YOUR ASSIGNMENT
Once you find the line containing "self.put_u8(bytes.len() as u8);" in the data below, copy it and each following line exactly, up to and including the line containing "let mut r = ByteReader::with_base(&[1, 2, 3], 100);", and nothing else.

DATA SUPPLIED
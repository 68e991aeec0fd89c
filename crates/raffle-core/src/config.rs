//! # Configuration Surface
//!
//! Startup configuration for a raffle deployment. Loaded once from YAML,
//! validated before the state machine will accept it, and never mutated
//! at runtime.
//!
//! ```yaml
//! entrance_fee: 1000000000
//! max_entrants: 2
//! settlement_split: 1000
//! treasury_controller: "1b4e28ba-2fa1-11d2-883f-0016d3cca427"
//! oracle:
//!   gas_lane: "0xd89b2bf150e3b9e13446986e571fb9cab24b13cea0a43ea20a6049a85cc807cc"
//!   subscription_id: 588
//!   callback_gas_limit: 500000
//! ```

use std::path::Path;

use serde::{Deserialize, Serialize};
use thiserror::Error;

use crate::amount::{Amount, BasisPoints};
use crate::identity::AccountId;

/// Errors raised while loading or validating configuration.
#[derive(Error, Debug)]
pub enum ConfigError {
    /// The YAML document could not be parsed.
    #[error("config parse error: {0}")]
    Parse(#[from] serde_yaml::Error),

    /// The config file could not be read.
    #[error("config io error: {0}")]
    Io(#[from] std::io::Error),

    /// The entrance fee is zero — a free raffle accumulates no pot.
    #[error("entrance fee must be nonzero")]
    ZeroEntranceFee,

    /// The entrant capacity is zero — no round could ever be drawn.
    #[error("max entrants must be at least 1")]
    ZeroCapacity,
}

/// Connection parameters for the randomness oracle.
///
/// Opaque to the core: these are handed to the oracle binding when a
/// request is issued and never interpreted here.
#[derive(Debug, Clone, PartialEq, Eq, Serialize, Deserialize)]
pub struct OracleParams {
    /// The key lane (maximum-gas ceiling hash) the oracle should use.
    pub gas_lane: String,
    /// Funded oracle subscription to bill requests against.
    pub subscription_id: u64,
    /// Gas budget for the oracle's delivery callback.
    pub callback_gas_limit: u32,
}

/// Full startup configuration for one raffle deployment.
#[derive(Debug, Clone, PartialEq, Eq, Serialize, Deserialize)]
pub struct RaffleConfig {
    /// Exact fee each entrant must pay, in base units.
    pub entrance_fee: Amount,
    /// Maximum paid admissions per round.
    pub max_entrants: u64,
    /// Treasury share of each settled pot, in basis points.
    pub settlement_split: BasisPoints,
    /// The only identity allowed to sweep the treasury balance.
    pub treasury_controller: AccountId,
    /// Oracle connection parameters.
    pub oracle: OracleParams,
}

impl RaffleConfig {
    /// Parse and validate a YAML document.
    pub fn from_yaml_str(s: &str) -> Result<Self, ConfigError> {
        let config: RaffleConfig = serde_yaml::from_str(s)?;
        config.validate()?;
        Ok(config)
    }

    /// Read, parse, and validate a YAML file.
    pub fn from_yaml_file(path: impl AsRef<Path>) -> Result<Self, ConfigError> {
        Self::from_yaml_str(&std::fs::read_to_string(path)?)
    }

    /// Check the cross-field invariants a raffle cannot run without.
    ///
    /// The settlement split needs no check here — [`BasisPoints`] rejects
    /// out-of-range shares at deserialization.
    pub fn validate(&self) -> Result<(), ConfigError> {
        if self.entrance_fee.is_zero() {
            return Err(ConfigError::ZeroEntranceFee);
        }
        if self.max_entrants == 0 {
            return Err(ConfigError::ZeroCapacity);
        }
        Ok(())
    }
}
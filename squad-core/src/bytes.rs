//! Primitive reader/writer for squad file records
//!
//! Every multi-byte integer in a squad file is little-endian. There is exactly
//! one decode path per width; a short read is a [`Error::TruncatedInput`] that
//! names the absolute file offset where it happened.

use crate::error::{Error, Result};
use crate::string::{self, TextEncoding, MAX_PREFIXED_LEN};

/// Cursor over a byte slice that reports absolute file offsets in errors
#[derive(Debug, Clone)]
pub struct ByteReader<'a> {
    data: &'a [u8],
    pos: usize,
    /// Absolute offset of `data[0]` within the file
    base: u64,
}

impl<'a> ByteReader<'a> {
    pub fn new(data: &'a [u8]) -> Self {
        Self::with_base(data, 0)
    }

    /// Reader over a section body that starts at `base` in the file
    pub fn with_base(data: &'a [u8], base: u64) -> Self {
        Self { data, pos: 0, base }
    }

    /// Position relative to the start of the slice
    pub fn position(&self) -> usize {
        self.pos
    }

    /// Position as an absolute file offset
    pub fn absolute_position(&self) -> u64 {
        self.base + self.pos as u64
    }

    pub fn remaining(&self) -> usize {
        self.data.len() - self.pos
    }

    pub fn is_empty(&self) -> bool {
        self.remaining() == 0
    }

    /// Read exactly `n` bytes or fail without consuming anything
    pub fn read_exact(&mut self, n: usize) -> Result<&'a [u8]> {
        if n > self.remaining() {
            return Err(Error::TruncatedInput {
                offset: self.absolute_position(),
                expected: n as u64,
                available: self.remaining() as u64,
            });
        }
        let bytes = &self.data[self.pos..self.pos + n];
        self.pos += n;
        Ok(bytes)
    }

    pub fn read_array<const N: usize>(&mut self) -> Result<[u8; N]> {
        let mut out = [0u8; N];
        out.copy_from_slice(self.read_exact(N)?);
        Ok(out)
    }

    pub fn read_u8(&mut self) -> Result<u8> {
        Ok(self.read_exact(1)?[0])
    }

    pub fn read_u16(&mut self) -> Result<u16> {
        Ok(u16::from_le_bytes(self.read_array()?))
    }

    pub fn read_u32(&mut self) -> Result<u32> {
        Ok(u32::from_le_bytes(self.read_array()?))
    }

    /// `u8` length followed by that many bytes of text
    pub fn read_str8(&mut self, encoding: TextEncoding) -> Result<String> {
        let start = self.pos;
        let len = self.read_u8()? as usize;
        match self.read_exact(len) {
            Ok(bytes) => Ok(encoding.decode(bytes)),
            Err(e) => {
                self.pos = start;
                Err(e)
            }
        }
    }

    /// Fixed-width NUL-padded Latin-1 field
    pub fn read_fixed_str(&mut self, width: usize) -> Result<String> {
        let bytes = self.read_exact(width)?;
        Ok(string::decode_latin1(string::trim_trailing_nul(bytes)))
    }
}

/// Growable little-endian record buffer.
///
/// Fields that do not fit are truncated by a fixed rule and the truncation is
/// recorded as an issue instead of failing the write; the encoder forwards
/// issues to the observer.
#[derive(Debug, Default)]
pub struct ByteWriter {
    buf: Vec<u8>,
    issues: Vec<Error>,
}

impl ByteWriter {
    pub fn new() -> Self {
        Self::default()
    }

    pub fn len(&self) -> usize {
        self.buf.len()
    }

    pub fn is_empty(&self) -> bool {
        self.buf.is_empty()
    }

    pub fn as_bytes(&self) -> &[u8] {
        &self.buf
    }

    pub fn issues(&self) -> &[Error] {
        &self.issues
    }

    /// Record a non-fatal problem found while encoding
    pub fn push_issue(&mut self, issue: Error) {
        self.issues.push(issue);
    }

    pub fn into_parts(self) -> (Vec<u8>, Vec<Error>) {
        (self.buf, self.issues)
    }

    pub fn put_bytes(&mut self, bytes: &[u8]) {
        self.buf.extend_from_slice(bytes);
    }

    pub fn put_u8(&mut self, v: u8) {
        self.buf.push(v);
    }

    pub fn put_u16(&mut self, v: u16) {
        self.buf.extend_from_slice(&v.to_le_bytes());
    }

    pub fn put_u32(&mut self, v: u32) {
        self.buf.extend_from_slice(&v.to_le_bytes());
    }

    /// Overwrite a previously written `u32` (length placeholders)
    pub fn patch_u32(&mut self, at: usize, v: u32) {
        self.buf[at..at + 4].copy_from_slice(&v.to_le_bytes());
    }

    /// `u8` length followed by the encoded text, truncated to 255 bytes
    pub fn put_str8(&mut self, field: &'static str, s: &str, encoding: TextEncoding) {
        let bytes = match encoding {
            TextEncoding::Utf8 => {
                let kept = string::truncate_utf8(s, MAX_PREFIXED_LEN);
                if kept.len() < s.len() {
                    self.overflow(field, MAX_PREFIXED_LEN, s.len());
                }
                kept.as_bytes().to_vec()
            }
            TextEncoding::Latin1 => {
                let mut bytes = self.latin1(field, s);
                if bytes.len() > MAX_PREFIXED_LEN {
                    self.overflow(field, MAX_PREFIXED_LEN, bytes.len());
                    bytes.truncate(MAX_PREFIXED_LEN);
                }
                bytes
            }
        };
        self.put_u8(bytes.len() as u8);
        self.put_bytes(&bytes);
    }

    /// Latin-1 text in exactly `width` bytes: NUL-padded, or cut to `width`
    pub fn put_fixed_str(&mut self, field: &'static str, s: &str, width: usize) {
        let mut bytes = self.latin1(field, s);
        if bytes.len() > width {
            self.overflow(field, width, bytes.len());
        }
        bytes.resize(width, 0);
        self.put_bytes(&bytes);
    }

    fn latin1(&mut self, field: &'static str, s: &str) -> Vec<u8> {
        let (bytes, rejected) = string::encode_latin1(s);
        if let Some(character) = rejected {
            self.issues.push(Error::Unrepresentable { field, character });
        }
        bytes
    }

    fn overflow(&mut self, field: &'static str, max: usize, actual: usize) {
        self.issues.push(Error::EncodeOverflow { field, max, actual });
    }
}

#[cfg(test)]
mod tests {
    use super::*;

    #[test]
    fn test_read_u32_little_endian() {
        let mut r = ByteReader::new(&[0x78, 0x56, 0x34, 0x12, 0xFF]);
        assert_eq!(r.read_u32().unwrap(), 0x1234_5678);
        assert_eq!(r.remaining(), 1);
    }

    #[test]
    fn test_read_exact_truncated_reports_absolute_offset() {
        let mut r = ByteReader::with_base(&[1, 2, 3], 100);
        r.read_u8().unwrap();
        match r.read_u32() {
            Err(Error::TruncatedInput { offset, expected, available }) => {
                assert_eq!(offset, 101);
                assert_eq!(expected, 4);
                assert_eq!(available, 2);
            }
            other => panic!("expected TruncatedInput, got {:?}", other),
        }
        // Failed read consumes nothing
        assert_eq!(r.position(), 1);
    }

    #[test]
    fn test_read_str8_overrun_rewinds() {
        // Length byte says 10 but only 3 bytes follow
        let mut r = ByteReader::new(&[10, b'a', b'b', b'c']);
        assert!(r.read_str8(TextEncoding::Utf8).is_err());
        assert_eq!(r.position(), 0);
    }

    #[test]
    fn test_read_fixed_str_trims_padding() {
        let mut r = ByteReader::new(b"UEFA\0\0\0\0ENG\0\0\0");
        assert_eq!(r.read_fixed_str(8).unwrap(), "UEFA");
        assert_eq!(r.read_fixed_str(6).unwrap(), "ENG");
        assert!(r.is_empty());
    }

    #[test]
    fn test_put_u32_matches_read_u32() {
        let mut w = ByteWriter::new();
        w.put_u32(0xDEAD_BEEF);
        assert_eq!(w.as_bytes(), &[0xEF, 0xBE, 0xAD, 0xDE]);
        w.patch_u32(0, 7);
        assert_eq!(ByteReader::new(w.as_bytes()).read_u32().unwrap(), 7);
    }

    #[test]
    fn test_put_fixed_str_truncates_and_reports() {
        let mut w = ByteWriter::new();
        w.put_fixed_str("confederation", "CONMEBOL-SA", 8);
        assert_eq!(w.as_bytes(), b"CONMEBOL");
        assert!(matches!(
            w.issues(),
            [Error::EncodeOverflow { field: "confederation", max: 8, actual: 11 }]
        ));
    }

    #[test]
    fn test_put_fixed_str_pads_with_nul() {
        let mut w = ByteWriter::new();
        w.put_fixed_str("iso_code", "EN", 6);
        assert_eq!(w.as_bytes(), b"EN\0\0\0\0");
        assert!(w.issues().is_empty());
    }

    #[test]
    fn test_put_str8_truncates_long_text() {
        let long = "x".repeat(300);
        let mut w = ByteWriter::new();
        w.put_str8("name", &long, TextEncoding::Utf8);
        assert_eq!(w.as_bytes()[0], 255);
        assert_eq!(w.len(), 256);
        assert_eq!(w.issues().len(), 1);
    }
}
//! Error types for squad-core

use std::path::PathBuf;

use thiserror::Error;

#[derive(Error, Debug)]
pub enum Error {
    #[error("IO error: {0}")]
    Io(#[from] std::io::Error),

    #[error("Binary format error: {0}")]
    BinRw(String),

    #[error("Squad file not found: {}", path.display())]
    FileNotFound { path: PathBuf },

    #[error("Truncated input at offset {offset}: needed {expected} bytes, {available} available")]
    TruncatedInput {
        offset: u64,
        expected: u64,
        available: u64,
    },

    #[error("Corrupt header at offset {offset}: {reason}")]
    CorruptHeader { offset: u64, reason: String },

    #[error(
        "Corrupt section table entry {index} (type 0x{type_code:02x}): \
         offset {offset} + size {size} exceeds file size {file_size}"
    )]
    CorruptSectionTable {
        index: usize,
        type_code: u32,
        offset: u32,
        size: u32,
        file_size: u64,
    },

    #[error("Unsupported format: magic {}", escape_magic(magic))]
    UnsupportedFormat { magic: [u8; 4] },

    #[error("Record decode error in section {section} at offset {offset}: {reason}")]
    RecordDecode {
        section: usize,
        offset: u64,
        reason: String,
    },

    #[error("Field '{field}' truncated: {actual} bytes exceeds {max}")]
    EncodeOverflow {
        field: &'static str,
        max: usize,
        actual: usize,
    },

    #[error("Field '{field}' cannot encode {character:?} as Latin-1")]
    Unrepresentable { field: &'static str, character: char },

    #[error("Field '{field}' is not stored in squad files and was not written")]
    Unstored { field: &'static str },
}

pub type Result<T> = std::result::Result<T, Error>;

impl From<binrw::Error> for Error {
    fn from(e: binrw::Error) -> Self {
        match e {
            binrw::Error::Io(io) => Error::Io(io),
            other => Error::BinRw(other.to_string()),
        }
    }
}

/// Render magic bytes for messages, escaping anything non-printable.
pub(crate) fn escape_magic(magic: &[u8; 4]) -> String {
    magic.escape_ascii().to_string()
}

ANSWER
        self.put_u8(bytes.len() as u8);
        self.put_bytes(&bytes);
    }

    /// Latin-1 text in exactly `width` bytes: NUL-padded, or cut to `width`
    pub fn put_fixed_str(&mut self, field: &'static str, s: &str, width: usize) {
        let mut bytes = self.latin1(field, s);
        if bytes.len() > width {
            self.overflow(field, width, bytes.len());
        }
        bytes.resize(width, 0);
        self.put_bytes(&bytes);
    }

    fn latin1(&mut self, field: &'static str, s: &str) -> Vec<u8> {
        let (bytes, rejected) = string::encode_latin1(s);
        if let Some(character) = rejected {
            self.issues.push(Error::Unrepresentable { field, character });
        }
        bytes
    }

    fn overflow(&mut self, field: &'static str, max: usize, actual: usize) {
        self.issues.push(Error::EncodeOverflow { field, max, actual });
    }
}

#[cfg(test)]
mod tests {
    use super::*;

    #[test]
    fn test_read_u32_little_endian() {
        let mut r = ByteReader::new(&[0x78, 0x56, 0x34, 0x12, 0xFF]);
        assert_eq!(r.read_u32().unwrap(), 0x1234_5678);
        assert_eq!(r.remaining(), 1);
    }

    #[test]
    fn test_read_exact_truncated_reports_absolute_offset() {
        let mut r = ByteReader::with_base(&[1, 2, 3], 100);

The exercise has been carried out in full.